# denon 4311 malfunction



## venkataraman manu (Dec 11, 2011)

Hi, there Shaksters!
Been a while since I was busy hometheater building! It is getting completed and while I was dreaming of setting it up nice and proper, my Denon 4311 ( 5months old ) developed trouble.See it starts with power on but there is no output from the receiver.When I connect with my Sony Tv ( lcd 46" ), there is no picture or the setup menu does not show up with the Denon logo. But the display on the receiver shows the selected player etc but no output.It was working ok even the night before.
I have had problems with the update thro net earlier ( I have had a thread on it earlier but not much help or solution. The suggested ones tried, failed)
I tried resetting the Denon but no result. Any help? The Denon in India and South India is not well organized nor helpful when contacted:gulp::blink:
Thanks folks for reading this far:wave:


----------



## TypeA (Aug 14, 2010)

Sounds like youve exhausted all I would have done, since its only 5 months old its still under warranty right?


----------



## venkataraman manu (Dec 11, 2011)

Hi,
Thanks for quick response.Yes, I guess there's a warranty but since I got this from a guy who got it from Singapore, there are no bill or warranty that accompanied the set.Is there any way I can contact Denon Japan with my av receiver's model number or numbers written on the chassis? So they can know and track the purchase date or details such as warranty eligibility.Say like when I lost the bill or warranty! Any idea on that or Denon contact email id where I can give details on my av receiver.Or any online troubleshooting?
Thanks again


----------



## Jungle Jack (Jul 28, 2009)

Hello,
I am afraid if it was purchased from someone who purchased it in another Country, the AVR will not be covered under the Manufacturers Warranty as they can derive from the Serial Number where the AVR came from usually.
Moreover, most warranties are not transferable. It is the not being purchased new in India that will be most problematic as Denon tries to look out for their Distributors in each Country by not honoring the Warranty of those purchased out of the area. Never hurts to try, but I am afraid that Denon will most likely not honor the Warranty unless you went to Singapore. Do not think calling Denon Japan would help, but might not hurt.
J


----------



## venkataraman manu (Dec 11, 2011)

Jungle Jack said:


> Hello,
> I am afraid if it was purchased from someone who purchased it in another Country, the AVR will not be covered under the Manufacturers Warranty as they can derive from the Serial Number where the AVR came from usually.
> Moreover, most warranties are not transferable. It is the not being purchased new in India that will be most problematic as Denon tries to look out for their Distributors in each Country by not honoring the Warranty of those purchased out of the area.

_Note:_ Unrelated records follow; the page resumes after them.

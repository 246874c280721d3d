//! Table-driven attribution resolver.
//!
//! Maps a protocol tag to its home marketplace domain. The full resolver of
//! the original system inspects calldata suffixes and router traces; that
//! transport stays external, and the per-kind default domain is what the
//! pipeline falls back to when a fill arrives without attribution.

use std::collections::HashMap;

use async_trait::async_trait;

use indexer_types::{OrderId, OrderKind, B256};

use crate::{Attribution, AttributionResolver};

pub struct StaticAttributionResolver {
	domains: HashMap<OrderKind, String>,
}

impl StaticAttributionResolver {
	pub fn new() -> Self {
		Self {
			domains: HashMap::new(),
		}
	}

	pub fn with_source(mut self, kind: OrderKind, domain: impl Into<String>) -> Self {
		self.domains.insert(kind, domain.into());
		self
	}
}

impl Default for StaticAttributionResolver {
	fn default() -> Self {
		Self::new()
	}
}

#[async_trait]
impl AttributionResolver for StaticAttributionResolver {
	async fn resolve(
		&self,
		_tx_hash: B256,
		kind: OrderKind,
		_order_id: Option<OrderId>,
	) -> Attribution {
		let domain = self.domains.get(&kind).cloned();
		Attribution {
			order_source: domain.clone(),
			fill_source: domain,
			aggregator_source: None,
			taker: None,
		}
	}
}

Never hurts to try, but I am afraid that Denon will most likely not honor the Warranty unless you went to Singapore. Do not think calling Denon Japan would help, but might not hurt.
> J


Hi, J.J
Yeah I guess what you say makes a lot of sense as to where I stand now
Atleast if Denon India offers to service it I don't mind paying for it. But the distributor says no to service even at my cost. It is not a good trend for Denon products. Narrows their credibility as those who travel worldwide and take their gears with them. Don't know how to make Denon see this in addition to you
Thank for your pointers.


----------



## venkataraman manu (Dec 11, 2011)

venkataraman manu said:


> Hi, J.J
> Yeah I guess what you say makes a lot of sense as to where I stand now
> Atleast if Denon India offers to service it I don't mind paying for it. But the distributor says no to service even at my cost. It is not a good trend for Denon products. Narrows their credibility as those who travel worldwide and take their gears with them. Don't know how to make Denon see this in addition to you
> Thank for your pointers.


On the topic of malfunction my Denon 4311(one year old) overheats and the receiver on green turns to red. The amp stops as the red light blinks. Just normal use at normal volume. Any help?


----------



## hjones4841 (Jan 21, 2009)

Is it a ventilation problem? If so, these fans work well and are very quiet:

http://www.buyextras.com/cocofanki14q.html


----------



## venkataraman manu (Dec 11, 2011)

hjones4841 said:


> Is it a ventilation problem? If so, these fans work well and are very quiet:
> 
> http://www.buyextras.com/cocofanki14q.html


Thanks for the reply, the fans work well at a certain point in heat temperature.only doubt is when I raise the volume a bit more it so happened that it shut- off the receiver with the red round blinking.It did not happen again.:wave::wave:


----------



## 8086 (Aug 4, 2009)

I doubt its a cooling problem but you can test with out having to buy fans. Just use a household fan like your typical vornado or lasko blower.




Jungle Jack said:


> Hello,
> I am afraid if it was purchased from someone who purchased it in another Country, the AVR will not be covered under the Manufacturers Warranty as they can derive from the Serial Number where the AVR came from usually.
> Moreover, most warranties are not transferable. It is the not being purchased new in India that will be most problematic as Denon tries to look out for their Distributors in each Country by not honoring the Warranty of those purchased out of the area. Never hurts to try, but I am afraid that Denon will most likely not honor the Warranty unless you went to Singapore. Do not think calling Denon Japan would help, but might not hurt.
> J



Something suggests to me that he does not live in America or Europe. He seems to be describing a problem with his DSP, Logic Boards, and/or a firmware issue.


----------



## Jungle Jack (Jul 28, 2009)

8086 said:


> I doubt its a cooling problem but you can test with out having to buy fans. Just use a household fan like your typical vornado or lasko blower.
> 
> 
> 
> ...


Glenn,
The OP made that quite clear in regards to living in Asia. Hopefully, there will be a way to get the AVR serviced.
Best,
J


----------



## venkataraman manu (Dec 11, 2011)

Well the problem did not recur. I changed my Denon and got myself a Pio LX 86. Just getting thro the initial hics?. Has stronger sonic than the D4311
Manu


----------